Hitting The Fiscal Bull’s-Eye

How Target Shooting Reinforces The U.S. Economy.

In recent years, millions of target shooters have descended on ranges and fields in droves, accounting for billions of dollars for the U.S. economy. In early 2014, the NSSF released a report titled, “Target Shooting In America: Millions of Shooters, Billions of Dollars,” which examines the fiscal impact target shooting has on the U.S. economy.

Determining the exact amount of active recreational shooters in the U.S. is a difficult task — estimates range from 20 to 40 million. In 2011, target shooting alone supported 185,402 jobs across the United States; creating $23 billion in economic activity and producing $3.5 billion in state and federal tax revenues.

This substantial consumer population continues to grow, as research indicates half of active target shooters introduce a newcomer to the sport each year. With this steady growth, spending will increase across the industry.

“More people target shooting is good news for the industry, and it is equally good news for America’s economy,” said Steve Sanetti, NSSF president and CEO.

Sixty-five percent of target shooters prefer using rifles, with handguns following less than a percentage point behind at 64.7 percent. While rifles are used more often, handgun target shooters spend more time shooting — due to the convenience of indoor ranges in areas with more concentrated populations.

Target shooters spend $9.9 billion annually — more than the annual revenue of the National Football League — with individual shooters spending approximately $493 per year. Mirroring their rates of usage, rifle shooters generate the highest amount of annual consumption, spending $3.6 billion. Handgun shooters spend $3.5 billion annually, while shotgun and muzzleloader shooters spend $2.1 billion and $668.7 million, respectively.




Target Shooting And Hunting: Profit Powerhouses

The NSSF report draws comparisons between target shooters and hunters, both of which have seen higher participation rates in recent years. Combining the information found in this report with the 2013 report “Hunting In America,” the considerable economic impact of the shooting industry is clear. In 2011, target shooters and hunters added $110 billion to the nation’s economy, fueling more than 866,000 jobs.

Although each group maintains an active population, there is a notable difference in spending. Target shooters spend significantly less money on travel in comparison to hunters.

Proximity to ranges is vital to maintaining target shooting’s economic impact — if a range is over 30 minutes away from a target shooter, participation levels decrease and consequently, spending declines.

Hunters spent $16.8 billion in 2011 compared to $9.9 billion spent by target shooters, with this difference largely due to travel expenses.

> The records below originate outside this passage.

//! Sv39 paging format of the emulated machine.
//!
//! The layout is the real RISC-V Sv39 one: a 64-bit PTE holds a 44-bit PPN
//! shifted left by 10, flag bits below, and the two RSW bits are available to
//! software (we use one of them to mark copy-on-write mappings).

use bitflags::bitflags;

use crate::addr::PAddr;

/// bytes per page
pub const PGSIZE: usize = 4096;

/// bits of offset within a page
pub const PGSHIFT: usize = 12;

/// one beyond the highest possible virtual address.
/// MAXVA is actually one bit less than the max allowed by
/// Sv39, to avoid having to sign-extend virtual addresses
/// that have the high bit set.
pub const MAXVA: usize = 1 << (9 + 9 + 9 + 12 - 1);

pub const fn pgroundup(sz: usize) -> usize {
    sz.wrapping_add(PGSIZE).wrapping_sub(1) & !(PGSIZE - 1)
}

pub const fn pgrounddown(a: usize) -> usize {
    a & !(PGSIZE - 1)
}

bitflags! {
    /// Page-table entry flag bits.
    pub struct PteFlags: usize {
        /// valid
        const V = 1 << 0;
        /// readable
        const R = 1 << 1;
        /// writable
        const W = 1 << 2;
        /// executable
        const X = 1 << 3;
        /// user-accessible
        const U = 1 << 4;
        /// copy-on-write shared (RSW bit 8, reserved for software)
        const C = 1 << 8;
    }
}

/// Raw page-table entry.
pub type PteT = usize;

const PTE_FLAG_MASK: usize = 0x3ff;

/// shift a physical address to the right place for a PTE.
pub fn pa2pte(pa: PAddr) -> PteT {
    (pa.into_usize() >> 12) << 10
}

pub fn pte2pa(pte: PteT) -> PAddr {
    PAddr::new((pte >> 10) << 12)
}

pub fn pte_flags(pte: PteT) -> PteFlags {
    PteFlags::from_bits_truncate(pte & PTE_FLAG_MASK)
}

/// extract the three 9-bit page table indices from a virtual address.
const PXMASK: usize = 0x1ff;

const fn pxshift(level: usize) -> usize {
    PGSHIFT + 9 * level
}

pub const fn px(level: usize, va: usize) -> usize {
    (va >> pxshift(level)) & PXMASK
}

Hunters spend more than target shooters because of additional necessities, such as fuel, food, accommodations and transportation.

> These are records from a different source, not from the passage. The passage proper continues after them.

//! Format of a loadable program image.
//!
//! A header names the entry point and a sequence of loadable segments; each
//! segment gives a virtual address, an offset into the image, a file-backed
//! length, and a total in-memory length whose tail beyond `filesz` is
//! zero-filled by the loader.

use zerocopy::{AsBytes, FromBytes};

use crate::riscv::PGSIZE;

pub const IMAGE_MAGIC: u32 = 0x6b65_7331;

/// Image file header.
#[derive(Clone, Copy, FromBytes, AsBytes)]
#[repr(C)]
pub struct ImageHdr {
    pub magic: u32,
    pub pad: u32,
    /// Initial program counter.
    pub entry: u64,
    /// Number of `SegHdr`s following this header.
    pub nseg: u64,
}

/// Loadable segment header.
#[derive(Clone, Copy, FromBytes, AsBytes)]
#[repr(C)]
pub struct SegHdr {
    /// Where the segment lives in the address space; page-aligned.
    pub vaddr: u64,
    /// Offset of the segment's bytes within the image file.
    pub off: u64,
    /// Bytes present in the file.
    pub filesz: u64,
    /// Bytes in memory; `memsz >= filesz`, remainder zero-filled.
    pub memsz: u64,
}

/// Wrap a single blob of code+data, loaded at address zero with entry zero.
/// The in-memory size is rounded up a page so small programs get a little
/// zeroed scratch space above their data.
pub fn single_segment_image(code: &[u8]) -> Vec<u8> {
    let hdr = ImageHdr {
        magic: IMAGE_MAGIC,
        pad: 0,
        entry: 0,
        nseg: 1,
    };
    let off = core::mem::size_of::<ImageHdr>() + core::mem::size_of::<SegHdr>();
    let seg = SegHdr {
        vaddr: 0,
        off: off as u64,
        filesz: code.len() as u64,
        memsz: ((code.len() + PGSIZE - 1) & !(PGSIZE - 1)) as u64,
    };
    let mut out = Vec::with_capacity(off + code.len());
    out.extend_from_slice(hdr.as_bytes());
    out.extend_from_slice(seg.as_bytes());
    out.extend_from_slice(code);
    out
}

Equipment accounts for 82 percent of target shooter spending, with the average shooter putting $406 towards equipment and $87 towards trip-related expenditures annually. Equipment expenditures are almost equal between the two groups — $8.2 billion from shooters versus $8.4 billion by hunters. Equipment can include a range of items, covering everything from firearms and ammunition to range fees and concealed-carry classes.

With strong financial numbers, the positive effects target shooting and hunting have on sectors outside of the industry cannot be denied.

“The ‘Target Shooting In America’ and ‘Hunting In America’ reports give us a more complete understanding of the economic importance of the shooting sports in America,” Sanetti said. “We’ve long known about the recreational benefits of these activities, and now we know how much they contribute to our country’s financial well-being.”